ALBANY — Kevin Carroll is a board certified prosthesis with more than 30 years experience. Recently, his expertise in artificial limbs has brought him fame in a way he could never have expected.
“A Dolphin Tale,” recently released by Warner Brothers Pictures, is showing now at the Wynnsong theater. It’s the story of Winter, a baby dolphin, successfully fitted with a prosthetic tail after she lost hers in a crab trap in 2005. The role of the prosthetist, portrayed by Morgan Freeman, was inspired by Carroll and his friend Dan Strzempka.
Carroll, who is a vice president of Hanger Prosthetics and Orthotics, was living in Florida, he said, when he heard about the tragedy on public radio.
“I thought, ‘we can put legs on people, why can’t we put a tail on a dolphin,” Carroll said.
He contacted Strzempka, a friend and colleague and discussed the possibilities. Strzempka’s response was “Why not?” Carroll said.”
According to Carroll, the pair worked in the evenings and on weekends to avoid interrupting their regular jobs. Winter was treated and trained to the various prosthetic devices at the Hospital for Injured Sea Life in Clearwater, Fla., Carroll said.

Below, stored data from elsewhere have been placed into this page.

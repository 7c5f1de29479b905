use std::fs;
use std::io::Cursor;
use std::path::Path;

use base64::Engine;
use base64::engine::general_purpose::STANDARD;
use image::{ImageFormat, ImageOutputFormat};
use serde::{Deserialize, Serialize};
use serde_json::{Map, Value, json};

use crate::llm::error::ClientError;

/// Prompt-caching marker attached to a content block.
#[derive(Debug, Clone, PartialEq, Eq, Serialize, Deserialize)]
pub struct CacheControl {
    #[serde(rename = "type")]
    pub kind: String,
}

impl CacheControl {
    /// Cache entry with the minimum (five minute) lifetime.
    pub fn ephemeral() -> Self {
        Self {
            kind: "ephemeral".to_string(),
        }
    }
}

impl Default for CacheControl {
    fn default() -> Self {
        Self::ephemeral()
    }
}

/// Base64 image payload.
#[derive(Debug, Clone, PartialEq, Eq, Serialize, Deserialize)]
pub struct ImageSource {
    #[serde(rename = "type")]
    pub kind: String,
    pub media_type: String,
    pub data: String,
}

impl ImageSource {
    pub fn base64(media_type: impl Into<String>, data: impl Into<String>) -> Self {
        Self {
            kind: "base64".to_string(),
            media_type: media_type.into(),
            data: data.into(),
        }
    }

    /// Encodes raw image bytes.
    ///
    /// JPEG, PNG, GIF and WebP are sent unchanged; any other format the
    /// `image` crate can decode is converted to PNG.
    pub fn from_bytes(bytes: &[u8]) -> Result<Self, image::ImageError> {
        let format = image::guess_format(bytes)?;
        let passthrough = match format {
            ImageFormat::Jpeg => Some("image/jpeg"),
            ImageFormat::Png => Some("image/png"),
            ImageFormat::Gif => Some("image/gif"),
            ImageFormat::WebP => Some("image/webp"),
            _ => None,
        };
        match passthrough {
            Some(media_type) => Ok(Self::base64(media_type, STANDARD.encode(bytes))),
            None => Ok(Self::base64("image/png", encode_png_base64(bytes)?)),
        }
    }

    pub fn from_path(path: impl AsRef<Path>) -> Result<Self, ClientError> {
        let path = path.as_ref();
        let image_error = |reason: String| ClientError::Image {
            path: path.to_path_buf(),
            reason,
        };
        let bytes = fs::read(path).map_err(|err| image_error(err.to_string()))?;
        Self::from_bytes(&bytes).map_err(|err| image_error(err.to_string()))
    }
}

/// Normalizes arbitrary image bytes to PNG and returns the Base64 payload.
pub fn encode_png_base64(bytes: &[u8]) -> Result<String, image::ImageError> {
    let image = image::load_from_memory(bytes)?;
    let mut buffer = Vec::new();
    image.write_to(&mut Cursor::new(&mut buffer), ImageOutputFormat::Png)?;
    Ok(STANDARD.encode(&buffer))
}

/// One element of a message's `content` array.
#[derive(Debug, Clone, PartialEq, Serialize, Deserialize)]
#[serde(tag = "type", rename_all = "snake_case")]
pub enum ContentBlock {
    Text {
        text: String,
        #[serde(default, skip_serializing_if = "Option::is_none")]
        cache_control: Option<CacheControl>,
    },
    Image {
        source: ImageSource,
    },
    ToolUse {
        id: String,
        name: String,
        input: Value,
    },
    ToolResult {
        tool_use_id: String,
        content: Value,
        #[serde(default, skip_serializing_if = "is_false")]
        is_error: bool,
    },
}

fn is_false(value: &bool) -> bool {
    !*value
}

impl ContentBlock {
    pub fn text(text: impl Into<String>) -> Self {
        Self::Text {
            text: text.into(),
            cache_control: None,
        }
    }

    /// Text block marked for ephemeral prompt caching.
    pub fn cached_text(text: impl Into<String>) -> Self {
        Self::Text {
            text: text.into(),
            cache_control: Some(CacheControl::ephemeral()),
        }
    }

    pub fn image(source: ImageSource) -> Self {
        Self::Image { source }
    }

    /// Tool invocation. Non-object inputs are sent as `{}`.
    pub fn tool_use(id: impl Into<String>, name: impl Into<String>, input: Value) -> Self {
        let input = if input.is_object() {
            input
        } else {
            Value::Object(Map::new())
        };
        Self::ToolUse {
            id: id.into(),
            name: name.into(),
            input,
        }
    }

    pub fn tool_result(tool_use_id: impl Into<String>, content: impl Into<Value>) -> Self {
        Self::ToolResult {
            tool_use_id: tool_use_id.into(),
            content: content.into(),
            is_error: false,
        }
    }

    pub fn tool_error(tool_use_id: impl Into<String>, content: impl Into<Value>) -> Self {
        Self::ToolResult {
            tool_use_id: tool_use_id.into(),
            content: content.into(),
            is_error: true,
        }
    }
}

#[derive(Debug, Clone, PartialEq, Serialize, Deserialize)]
pub struct Message {
    pub role: String,
    pub content: Vec<ContentBlock>,
}

impl Message {
    pub fn new(role: impl Into<String>, content: Vec<ContentBlock>) -> Self {
        Self {
            role: role.into(),
            content,
        }
    }

    pub fn user(text: impl Into<String>) -> Self {
        Self::new("user", vec![ContentBlock::text(text)])
    }

    pub fn assistant(text: impl Into<String>) -> Self {
        Self::new("assistant", vec![ContentBlock::text(text)])
    }

    pub fn with_content(mut self, block: ContentBlock) -> Self {
        self.content.push(block);
        self
    }

    pub fn add_content(&mut self, block: ContentBlock) -> &mut Self {
        self.content.push(block);
        self
    }
}

/// JSON schema primitive types supported for tool parameters.
#[derive(Debug, Clone, Copy, PartialEq, Eq)]
pub enum ToolParamType {
    Integer,
    Number,
    String,
    Boolean,
    Object,
    Array,
}

impl ToolParamType {
    fn as_str(self) -> &'static str {
        match self {
            ToolParamType::Integer => "integer",
            ToolParamType::Number => "number",
            ToolParamType::String => "string",
            ToolParamType::Boolean => "boolean",
            ToolParamType::Object => "object",
            ToolParamType::Array => "array",
        }
    }
}

/// One tool input parameter.
#[derive(Debug, Clone)]
pub struct ToolParam {
    pub name: String,
    pub description: Option<String>,
    pub kind: ToolParamType,
    pub required: bool,
    /// Allowed values, for string enums.
    pub choices: Vec<String>,
}

impl ToolParam {
    pub fn new(name: impl Into<String>, kind: ToolParamType, required: bool) -> Self {
        Self {
            name: name.into(),
            description: None,
            kind,
            required,
            choices: Vec::new(),
        }
    }

    pub fn describe(mut self, description: impl Into<String>) -> Self {
        self.description = Some(description.into());
        self
    }

    pub fn one_of<I, S>(mut self, choices: I) -> Self
    where
        I: IntoIterator<Item = S>,
        S: Into<String>,
    {
        self.choices = choices.into_iter().map(Into::into).collect();
        self
    }
}

/// Tool declaration built from typed parameters.
#[derive(Debug, Clone)]
pub struct ToolFunction {
    pub name: String,
    pub description: String,
    pub params: Vec<ToolParam>,
}

impl ToolFunction {
    pub fn new(name: impl Into<String>, description: impl Into<String>) -> Self {
        Self {
            name: name.into(),
            description: description.into(),
            params: Vec::new(),
        }
    }

    pub fn with_param(mut self, param: ToolParam) -> Self {
        self.params.push(param);
        self
    }

    fn to_schema(&self) -> Value {
        let mut properties = Map::new();
        let mut required = Vec::new();

        for param in &self.params {
            let mut param_def = Map::new();
            param_def.insert("type".to_string(), json!(param.kind.as_str()));
            if !param.choices.is_empty() {
                param_def.insert("enum".to_string(), json!(param.choices));
            }
            if let Some(description) = &param.description {
                param_def.insert("description".to_string(), json!(description));
            }
            properties.insert(param.name.clone(), Value::Object(param_def));
            if param.required {
                required.push(json!(param.name));
            }
        }

        let mut schema = Map::new();
        schema.insert("type".to_string(), json!("object"));
        schema.insert("properties".to_string(), Value::Object(properties));
        if !required.is_empty() {
            schema.insert("required".to_string(), Value::Array(required));
        }
        Value::Object(schema)
    }
}

/// Tool made available to the model.
#[derive(Debug, Clone, PartialEq, Serialize, Deserialize)]
pub struct Tool {
    pub name: String,
    pub description: String,
    pub input_schema: Value,
}

impl Tool {
    pub fn new(name: impl Into<String>, description: impl Into<String>, input_schema: Value) -> Self {
        Self {
            name: name.into(),
            description: description.into(),
            input_schema,
        }
    }
}

impl From<ToolFunction> for Tool {
    fn from(function: ToolFunction) -> Self {
        let input_schema = function.to_schema();
        Self {
            name: function.name,
            description: function.description,
            input_schema,
        }
    }
}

After the loss of her flukes, Winter adopted a fish-like side-to-side method of swimming. The unnatural method eventually caused scoliosis, or curvature of the spine and this made the artificial flukes even more important. Today,Winter’s spine is not perfect, but actually “pretty good,” Carroll said. Even today, a big part of the prosthesis’ function is therapeutic.
“Her trainers still work with her to keep her healthy and keep her spine straight,” Carroll said. “She’s worth it. She has such an incredible spirit and gives back so much.”
According to Carroll, Winter has been an inspiration to people all around the world — not only to amputees but to people with other disabilities.
“Winter can pick a blind child from a group of sighted children,” he said, “or a child with other disabilities you can’t see. We don’t know how she does it, but she has a special affinity for certain people.”
Carroll said that though it was not “totally accurate,” the movie is a fair representation of the events surrounding Winter, her treatment and the series of prosthesis’ she would test. However, Carroll and Strzempka had some concern that a “stand-in” dolphin would star in the actual movie and Winter would be left out.
To prepare her for the movie production, “imitation” cameras and equipment was moved in over a period of several weeks. Her environment was “intensified” over the same period. Winter adapted well to the changing environment.
“She was wonderful,” Carroll said. “She really enjoyed the interaction. The biggest message in all this is what she’s given back. We went down to help a little dolphin get her tail back and it’s turned into all of this.”